Com o fim da alta temporada de verão, o Projeto Golfinho SC reforça o alerta para a prevenção de afogamentos em Santa Catarina. Ao contrário do que muitos pensam, o risco não desaparece, apenas muda de lugar. Sem os postos de guarda-vidas em parte do litoral, a atenção se volta para piscinas, rios e lagos. Por isso, o Corpo de Bombeiros Militar orienta que os cuidados continuem ao longo de todo o ano, especialmente com crianças.
Risco de afogamento migra para outros ambientes
Após março, muitas famílias seguem em contato com a água, porém em outros espaços. Piscinas residenciais, clubes e parques aquáticos entram no radar. Além disso, rios, lagos e balneários de água doce também exigem atenção.
Embora esses ambientes pareçam mais seguros, os riscos permanecem. Por isso, a recomendação é manter vigilância constante e adotar medidas preventivas.
Projeto Golfinho SC amplia atuação fora do mar
O Projeto Golfinho SC não se limita ao litoral. Pelo contrário, nos últimos anos, a atuação cresceu no interior do estado. De acordo com dados entre 2023 e o início de 2026, esse avanço é consistente.
Nesse período, o Projeto Golfinho SC formou 7.698 crianças em ambientes não oceânicos. Ou seja, o número inclui piscinas, clubes e áreas de água doce. Assim, o programa fortalece a cultura de prevenção em diferentes regiões.
Projeto Golfinho SC foca segurança em piscinas e clubes
As piscinas concentram a maior parte das atividades. Ao todo, 6.418 crianças participaram de treinamentos nesses espaços.
Em 2024, por exemplo, foi registrado o maior volume, com 2.335 formações. Nesse contexto, o conteúdo é direto e prático. As crianças aprendem a evitar correr na borda e a reconhecer perigos como ralos de sucção.

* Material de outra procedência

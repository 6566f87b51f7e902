// This file is part of the terraform-provider-huaweicloud project
//
// Copyright (C) ANEO, 2024-2024. All rights reserved.
//
// Licensed under the Apache License, Version 2.0 (the "License")
// you may not use this file except in compliance with the License.
// You may obtain a copy of the License at
//
//     http://www.apache.org/licenses/LICENSE-2.0
//
// Unless required by applicable law or agreed to in writing, software
// distributed under the License is distributed on an "AS IS" BASIS,
// WITHOUT WARRANTIES OR CONDITIONS OF ANY KIND, either express or implied.
// See the License for the specific language governing permissions and
// limitations under the License.

#![allow(dead_code)]

use std::collections::BTreeMap;
use std::time::Duration;

use terraform_provider_huaweicloud::client::{Client, ClientHandle};
use terraform_provider_huaweicloud::config::Config;
use wiremock::MockServer;

pub const REGION: &str = "cn-north-4";
pub const PROJECT: &str = "p1";

pub fn init_tracing() {
    _ = tracing_subscriber::fmt()
        .with_max_level(tracing::Level::DEBUG)
        .with_test_writer()
        .try_init();
}

/// Configuration sending every service to the mock server
pub fn config(server: &MockServer) -> Config {
    let endpoint = format!("{}/", server.uri());
    Config {
        region: REGION.to_owned(),
        access_key: "AK".to_owned(),
        secret_key: "SK".to_owned(),
        project_id: Some(PROJECT.to_owned()),
        auth_url: format!("{}/v3", server.uri()),
        cloud: "example.com".to_owned(),
        endpoints: BTreeMap::from([
            ("vpc".to_owned(), endpoint.clone()),
            ("rds".to_owned(), endpoint),
        ]),
        max_retries: 2,
        ..Default::default()
    }
}

pub fn client(config: Config) -> Client {
    Client::new(config)
        .expect("client should build")
        .with_poll_interval(Duration::from_millis(10))
        .with_backoff_unit(Duration::from_millis(10))
}

pub fn handle(server: &MockServer) -> ClientHandle {
    init_tracing();
    let handle = ClientHandle::default();
    handle.set(client(config(server)));
    handle
}
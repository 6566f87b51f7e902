// This file is part of the terraform-provider-huaweicloud project
//
// Copyright (C) ANEO, 2024-2024. All rights reserved.
//
// Licensed under the Apache License, Version 2.0 (the "License")
// you may not use this file except in compliance with the License.
// You may obtain a copy of the License at
//
//     http://www.apache.org/licenses/LICENSE-2.0
//
// Unless required by applicable law or agreed to in writing, software
// distributed under the License is distributed on an "AS IS" BASIS,
// WITHOUT WARRANTIES OR CONDITIONS OF ANY KIND, either express or implied.
// See the License for the specific language governing permissions and
// limitations under the License.

//! Relational database service: instances and manual backups

mod backup;
mod data_source;
mod instance;
mod state;
mod validate;

pub use backup::RdsBackupResource;
pub use data_source::RdsInstancesDataSource;
pub use instance::{parse_maintenance_window, RdsInstanceResource};
pub use state::{
    BackupStrategyBlock, DbBlock, NodeItem, RdsBackupState, RdsInstanceItem, RdsInstanceState,
    RdsInstancesState, RestoreBlock, VolumeBlock,
};

pub(crate) const SERVICE: &str = "rds";
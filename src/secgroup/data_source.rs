// This file is part of the terraform-provider-huaweicloud project
//
// Copyright (C) ANEO, 2024-2024. All rights reserved.
//
// Licensed under the Apache License, Version 2.0 (the "License")
// you may not use this file except in compliance with the License.
// You may obtain a copy of the License at
//
//     http://www.apache.org/licenses/LICENSE-2.0
//
// Unless required by applicable law or agreed to in writing, software
// distributed under the License is distributed on an "AS IS" BASIS,
// WITHOUT WARRANTIES OR CONDITIONS OF ANY KIND, either express or implied.
// See the License for the specific language governing permissions and
// limitations under the License.

use async_trait::async_trait;
use serde_json::Value as Json;
use tracing::debug;

use tf_provider::{DataSource, Diagnostics};
use tf_provider::schema::Schema;
use tf_provider::value::{Value, ValueEmpty};

use crate::client::ClientHandle;
use crate::pagination::{list_all, PageStyle};
use crate::utils::{json_non_empty, json_str, matches, non_empty, WithSchema};

use super::state::{SecGroupItem, SecGroupsState};
use super::SERVICE;

const PAGE_LIMIT: usize = 100;

fn group_item<'a>(group: &Json) -> SecGroupItem<'a> {
    SecGroupItem {
        id: json_str(group, "id"),
        name: json_str(group, "name"),
        description: json_non_empty(group, "description"),
        enterprise_project_id: json_str(group, "enterprise_project_id"),
        created_at: json_str(group, "created_at"),
        updated_at: json_str(group, "updated_at"),
    }
}

impl SecGroupsState<'_> {
    fn matches(&self, group: &Json) -> bool {
        matches(group, "id", &self.id)
            && matches(group, "name", &self.name)
            && matches(group, "description", &self.description)
            && matches(group, "enterprise_project_id", &self.enterprise_project_id)
    }
}

#[derive(Debug, Default, Clone)]
pub struct SecGroupsDataSource {
    client: ClientHandle,
}

impl SecGroupsDataSource {
    pub fn new(client: ClientHandle) -> Self {
        Self { client }
    }
}

#[async_trait]
impl DataSource for SecGroupsDataSource {
    type State<'a> = SecGroupsState<'a>;
    type ProviderMetaState<'a> = ValueEmpty;

    fn schema(&self, _diags: &mut Diagnostics) -> Option<Schema> {
        Some(SecGroupsState::schema())
    }

    async fn read<'a>(
        &self,
        diags: &mut Diagnostics,
        config: Self::State<'a>,
        _provider_meta_state: Self::ProviderMetaState<'a>,
    ) -> Option<Self::State<'a>> {
        let client = self.client.get(diags)?;
        let region = client.region(&config.region).to_owned();
        let service = client.connect(diags, SERVICE, &region).await?;

        let query: Vec<(&str, &str)> = [
            ("id", &config.id),
            ("name", &config.name),
            ("enterprise_project_id", &config.enterprise_project_id),
        ]
        .into_iter()
        .filter_map(|(key, value)| Some((key, non_empty(value)?)))
        .collect();
        let groups = match list_all(
            &service,
            "/v3/{project_id}/vpc/security-groups",
            &query,
            "security_groups",
            PageStyle::Marker { limit: PAGE_LIMIT },
        )
        .await
        {
            Ok(groups) => groups,
            Err(err) => {
                diags.root_error("Failed to list the security groups", err.to_string());
                return None;
            }
        };

        let mut state = config.clone();
        state.region = region.into();
        state.security_groups = Value::Value(
            groups
                .iter()
                .filter(|group| config.matches(group))
                .map(|group| Value::Value(group_item(group)))
                .collect(),
        );
        debug!(
            count = state.security_groups.iter().flatten().count(),
            "Listed security groups"
        );
        Some(state)
    }
}
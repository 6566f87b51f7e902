// This file is part of the terraform-provider-huaweicloud project
//
// Copyright (C) ANEO, 2024-2024. All rights reserved.
//
// Licensed under the Apache License, Version 2.0 (the "License")
// you may not use this file except in compliance with the License.
// You may obtain a copy of the License at
//
//     http://www.apache.org/licenses/LICENSE-2.0
//
// Unless required by applicable law or agreed to in writing, software
// distributed under the License is distributed on an "AS IS" BASIS,
// WITHOUT WARRANTIES OR CONDITIONS OF ANY KIND, either express or implied.
// See the License for the specific language governing permissions and
// limitations under the License.

use std::time::Duration;

use async_trait::async_trait;
use serde_json::{json, Value as Json};
use tracing::{debug, info, warn};

use tf_provider::{AttributePath, Diagnostics, Resource};
use tf_provider::schema::Schema;
use tf_provider::value::{Value, ValueEmpty};

use crate::client::{Client, ClientHandle, ServiceClient};
use crate::diff::{equal_trim_space, keep_prior_if};
use crate::tags;
use crate::utils::{
    check_deleted, created_id, json_non_empty, json_str, known, prune, replace_if_changed,
    WithSchema, WithValidate,
};
use crate::wait::{Refreshed, StateChangeConf, DELETED};

use super::state::VpcState;
use super::SERVICE;

const TIMEOUT: Duration = Duration::from_secs(10 * 60);

impl VpcState<'_> {
    fn flatten(&mut self, vpc: &Json, region: &str) {
        self.id = json_str(vpc, "id");
        self.region = region.to_owned().into();
        self.name = json_str(vpc, "name");
        self.cidr = json_str(vpc, "cidr");
        self.description = json_non_empty(vpc, "description");
        self.enterprise_project_id = json_str(vpc, "enterprise_project_id");
        self.status = json_str(vpc, "status");
    }
}

fn vpc_path(id: &str) -> String {
    format!("/v1/{{project_id}}/vpcs/{id}")
}

fn tags_path(id: &str) -> String {
    format!("/v2.0/{{project_id}}/vpcs/{id}")
}

async fn refresh_status(service: &ServiceClient<'_>, id: &str) -> anyhow::Result<Refreshed<()>> {
    match service.get(&vpc_path(id)).await {
        Ok(response) => {
            let status = response["vpc"]["status"].as_str().unwrap_or_default();
            Ok(Refreshed::State((), status.to_owned()))
        }
        Err(err) if err.is_not_found() => Ok(Refreshed::Gone),
        Err(err) => Err(err.into()),
    }
}

#[derive(Debug, Default, Clone)]
pub struct VpcResource {
    client: ClientHandle,
}

impl VpcResource {
    pub fn new(client: ClientHandle) -> Self {
        Self { client }
    }

    async fn refresh<'a>(
        &self,
        diags: &mut Diagnostics,
        client: &Client,
        mut state: VpcState<'a>,
    ) -> Option<Value<VpcState<'a>>> {
        let region = client.region(&state.region).to_owned();
        let service = client.connect(diags, SERVICE, &region).await?;
        let id = state.id.as_str().to_owned();

        let prior_description = state.description.clone();
        match service.get(&vpc_path(&id)).await {
            Ok(response) => state.flatten(&response["vpc"], &region),
            Err(err) => return check_deleted(diags, err, "Failed to read the VPC"),
        }
        keep_prior_if(&prior_description, &mut state.description, equal_trim_space);
        match tags::get(&service, &tags_path(&id)).await {
            Ok(tags) => state.tags = tags::flatten(tags),
            Err(err) => warn!(id, %err, "Failed to fetch the tags of the VPC"),
        }
        Some(Value::Value(state))
    }
}

#[async_trait]
impl Resource for VpcResource {
    type State<'a> = Value<VpcState<'a>>;
    type PrivateState<'a> = ValueEmpty;
    type ProviderMetaState<'a> = ValueEmpty;

    fn schema(&self, _diags: &mut Diagnostics) -> Option<Schema> {
        Some(VpcState::schema())
    }

    async fn validate<'a>(&self, diags: &mut Diagnostics, config: Self::State<'a>) -> Option<()> {
        if let Value::Value(config) = &config {
            config.validate(diags, AttributePath::default()).await;
        }

        if diags.errors.is_empty() {
            Some(())
        } else {
            None
        }
    }

    async fn read<'a>(
        &self,
        diags: &mut Diagnostics,
        state: Self::State<'a>,
        private_state: Self::PrivateState<'a>,
        _provider_meta_state: Self::ProviderMetaState<'a>,
    ) -> Option<(Self::State<'a>, Self::PrivateState<'a>)> {
        let client = self.client.get(diags)?;
        let state = known(diags, state)?;
        let state = self.refresh(diags, &client, state).await?;
        Some((state, private_state))
    }

    async fn plan_create<'a>(
        &self,
        diags: &mut Diagnostics,
        proposed_state: Self::State<'a>,
        _config_state: Self::State<'a>,
        _provider_meta_state: Self::ProviderMetaState<'a>,
    ) -> Option<(Self::State<'a>, Self::PrivateState<'a>)> {
        let mut state = known(diags, proposed_state)?;
        self.client.plan_region(&mut state.region);
        self.client.plan_enterprise_project(&mut state.enterprise_project_id);
        state.id = Value::Unknown;
        state.status = Value::Unknown;
        Some((Value::Value(state), Default::default()))
    }

    async fn plan_update<'a>(
        &self,
        diags: &mut Diagnostics,
        prior_state: Self::State<'a>,
        proposed_state: Self::State<'a>,
        _config_state: Self::State<'a>,
        prior_private_state: Self::PrivateState<'a>,
        _provider_meta_state: Self::ProviderMetaState<'a>,
    ) -> Option<(Self::State<'a>, Self::PrivateState<'a>, Vec<AttributePath>)> {
        let prior = known(diags, prior_state)?;
        let mut state = known(diags, proposed_state)?;

        let mut trigger_replace = Vec::new();
        replace_if_changed(
            &mut trigger_replace,
            AttributePath::new("region"),
            &prior.region,
            &state.region,
        );
        replace_if_changed(
            &mut trigger_replace,
            AttributePath::new("enterprise_project_id"),
            &prior.enterprise_project_id,
            &state.enterprise_project_id,
        );
        if state.cidr != prior.cidr {
            state.status = Value::Unknown;
        }
        Some((Value::Value(state), prior_private_state, trigger_replace))
    }

    async fn plan_destroy<'a>(
        &self,
        _diags: &mut Diagnostics,
        _prior_state: Self::State<'a>,
        prior_private_state: Self::PrivateState<'a>,
        _provider_meta_state: Self::ProviderMetaState<'a>,
    ) -> Option<Self::PrivateState<'a>> {
        Some(prior_private_state)
    }

    async fn create<'a>(
        &self,
        diags: &mut Diagnostics,
        planned_state: Self::State<'a>,
        _config_state: Self::State<'a>,
        planned_private_state: Self::PrivateState<'a>,
        _provider_meta_state: Self::ProviderMetaState<'a>,
    ) -> Option<(Self::State<'a>, Self::PrivateState<'a>)> {
        let client = self.client.get(diags)?;
        let mut state = known(diags, planned_state)?;
        let region = client.region(&state.region).to_owned();
        let service = client.connect(diags, SERVICE, &region).await?;

        let body = prune(json!({
            "vpc": {
                "name": state.name.as_str(),
                "cidr": state.cidr.as_str(),
                "description": state.description.as_str(),
                "enterprise_project_id": client.config().enterprise_project_id(&state.enterprise_project_id),
            }
        }));
        debug!(%body, "Create VPC");
        let id = match service.post("/v1/{project_id}/vpcs", &body).await {
            Ok(response) => created_id(diags, &response["vpc"]["id"], "Failed to create the VPC")?,
            Err(err) => {
                diags.root_error("Failed to create the VPC", err.to_string());
                return None;
            }
        };
        info!(id, "VPC created");

        let conf = client.pace(StateChangeConf {
            pending: &["CREATING"],
            target: &["OK"],
            delay: Duration::from_secs(5),
            min_timeout: Duration::from_secs(3),
            timeout: TIMEOUT,
            ..Default::default()
        });
        let (service_ref, id_ref) = (&service, id.as_str());
        if let Err(err) = conf
            .wait_for_state(move || refresh_status(service_ref, id_ref))
            .await
        {
            diags.root_error(
                format!("Failed to wait for VPC {id} to become OK"),
                err.to_string(),
            );
            return None;
        }

        if let Err(err) = tags::create(&service, &tags_path(&id), &state.tags).await {
            diags.error(
                "Failed to set the tags of the VPC",
                err.to_string(),
                AttributePath::new("tags"),
            );
            return None;
        }

        state.id = id.into();
        let state = self.refresh(diags, &client, state).await?;
        Some((state, planned_private_state))
    }

    async fn update<'a>(
        &self,
        diags: &mut Diagnostics,
        prior_state: Self::State<'a>,
        planned_state: Self::State<'a>,
        _config_state: Self::State<'a>,
        planned_private_state: Self::PrivateState<'a>,
        _provider_meta_state: Self::ProviderMetaState<'a>,
    ) -> Option<(Self::State<'a>, Self::PrivateState<'a>)> {
        let client = self.client.get(diags)?;
        let prior = known(diags, prior_state)?;
        let mut state = known(diags, planned_state)?;
        let region = client.region(&state.region).to_owned();
        let service = client.connect(diags, SERVICE, &region).await?;
        let id = prior.id.as_str().to_owned();

        if state.name != prior.name
            || state.cidr != prior.cidr
            || state.description != prior.description
        {
            let body = json!({
                "vpc": {
                    "name": state.name.as_str(),
                    "cidr": state.cidr.as_str(),
                    "description": state.description.as_str(),
                }
            });
            debug!(%body, "Update VPC");
            if let Err(err) = service.put(&vpc_path(&id), &body).await {
                diags.root_error("Failed to update the VPC", err.to_string());
                return None;
            }
        }

        if state.tags != prior.tags {
            if let Err(err) =
                tags::update(&service, &tags_path(&id), &prior.tags, &state.tags).await
            {
                diags.error(
                    "Failed to update the tags of the VPC",
                    err.to_string(),
                    AttributePath::new("tags"),
                );
                return None;
            }
        }

        state.id = prior.id;
        let state = self.refresh(diags, &client, state).await?;
        Some((state, planned_private_state))
    }

    async fn destroy<'a>(
        &self,
        diags: &mut Diagnostics,
        state: Self::State<'a>,
        _planned_private_state: Self::PrivateState<'a>,
        _provider_meta_state: Self::ProviderMetaState<'a>,
    ) -> Option<()> {
        let client = self.client.get(diags)?;
        let state = known(diags, state)?;
        let region = client.region(&state.region).to_owned();
        let service = client.connect(diags, SERVICE, &region).await?;
        let id = state.id.as_str();

        match service.delete(&vpc_path(id)).await {
            Ok(_) => (),
            Err(err) if err.is_not_found() => return Some(()),
            Err(err) => {
                diags.root_error("Failed to delete the VPC", err.to_string());
                return None;
            }
        }

        let conf = client.pace(StateChangeConf {
            pending: &["OK", "CREATING"],
            target: &[DELETED],
            delay: Duration::from_secs(5),
            min_timeout: Duration::from_secs(3),
            timeout: TIMEOUT,
            ..Default::default()
        });
        let service = &service;
        match conf.wait_for_state(move || refresh_status(service, id)).await {
            Ok(_) => {
                info!(id, "VPC deleted");
                Some(())
            }
            Err(err) => {
                diags.root_error("Failed to wait for the VPC deletion", err.to_string());
                None
            }
        }
    }

    async fn import<'a>(
        &self,
        diags: &mut Diagnostics,
        id: String,
    ) -> Option<(Self::State<'a>, Self::PrivateState<'a>)> {
        let client = self.client.get(diags)?;
        let state = VpcState {
            id: id.into(),
            ..Default::default()
        };
        match self.refresh(diags, &client, state).await? {
            Value::Value(state) => Some((Value::Value(state), Default::default())),
            _ => {
                diags.root_error_short("Cannot import a VPC that does not exist");
                None
            }
        }
    }
}
// This file is part of the terraform-provider-huaweicloud project
//
// Copyright (C) ANEO, 2024-2024. All rights reserved.
//
// Licensed under the Apache License, Version 2.0 (the "License")
// you may not use this file except in compliance with the License.
// You may obtain a copy of the License at
//
//     http://www.apache.org/licenses/LICENSE-2.0
//
// Unless required by applicable law or agreed to in writing, software
// distributed under the License is distributed on an "AS IS" BASIS,
// WITHOUT WARRANTIES OR CONDITIONS OF ANY KIND, either express or implied.
// See the License for the specific language governing permissions and
// limitations under the License.

//! Provider configuration
//!
//! Every attribute of the provider block can also be given through a `HW_*`
//! environment variable. Values set in the configuration take precedence.

use std::collections::BTreeMap;
use std::env;

use anyhow::{anyhow, Result};
use serde::{Deserialize, Serialize};

use tf_provider::{map, AttributePath, Diagnostics};
use tf_provider::schema::{
    Attribute, AttributeConstraint, AttributeType, Block, Description, Schema,
};
use tf_provider::value::{Value, ValueBool, ValueMap, ValueNumber, ValueString};

use crate::utils::{attribute, string_map, WithSchema};

pub const DEFAULT_CLOUD: &str = "myhuaweicloud.com";
pub const DEFAULT_MAX_RETRIES: u32 = 5;

/// Services that are not bound to a region
const GLOBAL_SERVICES: &[&str] = &["cdn", "dns", "eps", "bss", "tms"];

/// Provider block as written by the practitioner
#[derive(Debug, Clone, Serialize, Deserialize, Default)]
pub struct ProviderState<'a> {
    #[serde(borrow = "'a")]
    pub region: ValueString<'a>,
    pub access_key: ValueString<'a>,
    pub secret_key: ValueString<'a>,
    pub security_token: ValueString<'a>,
    pub project_id: ValueString<'a>,
    pub domain_id: ValueString<'a>,
    pub domain_name: ValueString<'a>,
    pub auth_url: ValueString<'a>,
    pub cloud: ValueString<'a>,
    pub endpoints: ValueMap<'a, ValueString<'a>>,
    pub insecure: ValueBool,
    pub enterprise_project_id: ValueString<'a>,
    pub max_retries: ValueNumber,
}

impl WithSchema for ProviderState<'_> {
    fn schema() -> Schema {
        let optional_string = |description: &'static str| {
            attribute(
                AttributeType::String,
                AttributeConstraint::Optional,
                description,
            )
        };
        Schema {
            version: 1,
            block: Block {
                version: 1,
                attributes: map! {
                    "region" => optional_string("The region to use (`HW_REGION_NAME`)"),
                    "access_key" => optional_string("The access key for API operations (`HW_ACCESS_KEY`)"),
                    "secret_key" => Attribute {
                        attr_type: AttributeType::String,
                        description: Description::plain("The secret key for API operations (`HW_SECRET_KEY`)"),
                        constraint: AttributeConstraint::Optional,
                        sensitive: true,
                        ..Default::default()
                    },
                    "security_token" => Attribute {
                        attr_type: AttributeType::String,
                        description: Description::plain("Security token of temporary credentials (`HW_SECURITY_TOKEN`)"),
                        constraint: AttributeConstraint::Optional,
                        sensitive: true,
                        ..Default::default()
                    },
                    "project_id" => optional_string("The ID of the project to login with (`HW_PROJECT_ID`)"),
                    "domain_id" => optional_string("The ID of the domain to scope to (`HW_DOMAIN_ID`)"),
                    "domain_name" => optional_string("The name of the domain to scope to (`HW_DOMAIN_NAME`)"),
                    "auth_url" => optional_string("The identity authentication URL (`HW_AUTH_URL`)"),
                    "cloud" => optional_string("The endpoint of cloud provider (`HW_CLOUD`), defaults to myhuaweicloud.com"),
                    "endpoints" => attribute(
                        string_map(),
                        AttributeConstraint::Optional,
                        "The custom endpoints used to override the default endpoint URL",
                    ),
                    "insecure" => attribute(
                        AttributeType::Bool,
                        AttributeConstraint::Optional,
                        "Trust self-signed certificates (`HW_INSECURE`)",
                    ),
                    "enterprise_project_id" => optional_string("Default enterprise project ID of resources (`HW_ENTERPRISE_PROJECT_ID`)"),
                    "max_retries" => attribute(
                        AttributeType::Number,
                        AttributeConstraint::Optional,
                        "Maximum number of retries on throttled requests (`HW_MAX_RETRIES`)",
                    ),
                },
                description: Description::plain("Huawei Cloud provider"),
                ..Default::default()
            },
        }
    }
}

/// Resolved provider configuration
#[derive(Debug, Clone, PartialEq, Eq, Default)]
pub struct Config {
    pub region: String,
    pub access_key: String,
    pub secret_key: String,
    pub security_token: Option<String>,
    pub project_id: Option<String>,
    pub domain_id: Option<String>,
    pub domain_name: Option<String>,
    pub auth_url: String,
    pub cloud: String,
    pub endpoints: BTreeMap<String, String>,
    pub insecure: bool,
    pub enterprise_project_id: Option<String>,
    pub max_retries: u32,
}

fn pick(value: &ValueString, var: &str, lookup: &impl Fn(&str) -> Option<String>) -> Option<String> {
    value
        .as_deref_option()
        .filter(|s| !s.is_empty())
        .map(str::to_owned)
        .or_else(|| lookup(var).filter(|s| !s.is_empty()))
}

impl Config {
    /// Resolve the configuration against the process environment
    pub fn from_state(diags: &mut Diagnostics, state: &ProviderState) -> Option<Self> {
        Self::resolve(diags, state, |var| env::var(var).ok())
    }

    /// Resolve the configuration with a custom environment
    pub fn resolve(
        diags: &mut Diagnostics,
        state: &ProviderState,
        lookup: impl Fn(&str) -> Option<String>,
    ) -> Option<Self> {
        let region = pick(&state.region, "HW_REGION_NAME", &lookup);
        let access_key = pick(&state.access_key, "HW_ACCESS_KEY", &lookup);
        let secret_key = pick(&state.secret_key, "HW_SECRET_KEY", &lookup);

        let Some(region) = region else {
            diags.error(
                "Missing region",
                "The region must be set with the `region` attribute or the `HW_REGION_NAME` environment variable.",
                AttributePath::new("region"),
            );
            return None;
        };
        let (access_key, secret_key) = match (access_key, secret_key) {
            (Some(ak), Some(sk)) => (ak, sk),
            (None, None) => {
                diags.root_error(
                    "Missing credentials",
                    "Both `access_key` and `secret_key` must be set, either in the provider block or with `HW_ACCESS_KEY` and `HW_SECRET_KEY`.",
                );
                return None;
            }
            (Some(_), None) => {
                diags.error_short(
                    "`secret_key` must be set along with `access_key`",
                    AttributePath::new("secret_key"),
                );
                return None;
            }
            (None, Some(_)) => {
                diags.error_short(
                    "`access_key` must be set along with `secret_key`",
                    AttributePath::new("access_key"),
                );
                return None;
            }
        };

        let cloud =
            pick(&state.cloud, "HW_CLOUD", &lookup).unwrap_or_else(|| DEFAULT_CLOUD.to_owned());

        let endpoints: BTreeMap<String, String> = state
            .endpoints
            .iter()
            .flatten()
            .filter_map(|(k, v)| Some((k.to_string(), v.as_deref_option()?.to_owned())))
            .map(|(k, v)| (k, normalize_endpoint(v)))
            .collect();

        let auth_url = pick(&state.auth_url, "HW_AUTH_URL", &lookup)
            .or_else(|| {
                endpoints
                    .get("iam")
                    .map(|endpoint| format!("{endpoint}v3"))
            })
            .unwrap_or_else(|| format!("https://iam.{region}.{cloud}/v3"));

        let insecure = match state.insecure {
            Value::Value(insecure) => insecure,
            _ => lookup("HW_INSECURE")
                .map(|s| s == "true" || s == "1")
                .unwrap_or_default(),
        };

        let max_retries = match state.max_retries {
            Value::Value(n) => match u32::try_from(n) {
                Ok(n) => n,
                Err(_) => {
                    diags.error(
                        "Invalid `max_retries`",
                        format!("`max_retries` must be between 0 and {}, got {n}", u32::MAX),
                        AttributePath::new("max_retries"),
                    );
                    return None;
                }
            },
            _ => match lookup("HW_MAX_RETRIES").map(|s| s.parse::<u32>()) {
                Some(Ok(n)) => n,
                Some(Err(err)) => {
                    diags.root_error("Invalid `HW_MAX_RETRIES`", err.to_string());
                    return None;
                }
                None => DEFAULT_MAX_RETRIES,
            },
        };

        Some(Self {
            region,
            access_key,
            secret_key,
            security_token: pick(&state.security_token, "HW_SECURITY_TOKEN", &lookup),
            project_id: pick(&state.project_id, "HW_PROJECT_ID", &lookup),
            domain_id: pick(&state.domain_id, "HW_DOMAIN_ID", &lookup),
            domain_name: pick(&state.domain_name, "HW_DOMAIN_NAME", &lookup),
            auth_url: auth_url.trim_end_matches('/').to_owned(),
            cloud,
            endpoints,
            insecure,
            enterprise_project_id: pick(
                &state.enterprise_project_id,
                "HW_ENTERPRISE_PROJECT_ID",
                &lookup,
            ),
            max_retries,
        })
    }

    /// Base URL of a service in a region, always ending with `/`
    pub fn endpoint(&self, service: &str, region: &str) -> String {
        if let Some(endpoint) = self.endpoints.get(service) {
            return endpoint.clone();
        }
        if GLOBAL_SERVICES.contains(&service) {
            format!("https://{service}.{}/", self.cloud)
        } else {
            format!("https://{service}.{region}.{}/", self.cloud)
        }
    }

    /// Enterprise project of a resource, falling back on the provider default
    pub fn enterprise_project_id(&self, value: &ValueString) -> Option<String> {
        value
            .as_deref_option()
            .filter(|s| !s.is_empty())
            .map(str::to_owned)
            .or_else(|| self.enterprise_project_id.clone())
    }

    /// Check that an endpoint override is an absolute URL
    pub fn check_endpoints(&self) -> Result<()> {
        for (service, endpoint) in &self.endpoints {
            url::Url::parse(endpoint)
                .map_err(|err| anyhow!("invalid endpoint for `{service}`: {err}"))?;
        }
        Ok(())
    }
}

fn normalize_endpoint(mut endpoint: String) -> String {
    if !endpoint.ends_with('/') {
        endpoint.push('/');
    }
    endpoint
}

Prevenção em rios e lagos ganha força
Em rios e lagos, o Projeto Golfinho SC já formou 1.280 crianças. Embora seja um número menor, ele segue relevante, especialmente pelo histórico de acidentes nesses locais.
Além disso, o início de 2026 indica crescimento. Só nos primeiros meses, 150 crianças já participaram das atividades. Dessa forma, o dado aponta maior atenção à prevenção fora dos centros urbanos.
Projeto Golfinho SC amplia alcance entre crianças
Os dados indicam equilíbrio entre os participantes. Meninos representam 51%, enquanto meninas somam 49%.
Além disso, a idade média caiu. Em 2023, era de 9,2 anos. Em 2025, passou para 8,3 anos. Já em 2026, até março, está em 8,6 anos. Ou seja, o Projeto Golfinho SC alcança o público mais cedo.
Engajamento reforça eficácia
O programa também apresenta alta taxa de retorno. Em 2024, 2.895 crianças participaram novamente das atividades.
No acumulado desde 2023, são mais de 5,4 mil reencontros. Assim, o número reforça o engajamento e aponta para a eficácia do método.
Calendário mostra picos de prevenção
O calendário escolar influencia o volume de formações. Nesse sentido, janeiro concentra o maior número de participantes, impulsionado pelas férias e pela Estação Verão.
Em 2025, o mês registrou 6.599 crianças atendidas. Por outro lado, novembro também se destaca. Com média de 2.700 formações, o período antecipa a preparação para o verão.
Prevenção deve ser contínua
Para os bombeiros, o fim da temporada de praia não reduz o risco. Pelo contrário, ele apenas muda de cenário. Por isso, a recomendação é manter a atenção durante todo o ano.
Assim, o Projeto Golfinho SC se consolida como ferramenta permanente de prevenção. Além de educar, a iniciativa promove conscientização e contribui para reduzir acidentes e proteger crianças em Santa Catarina.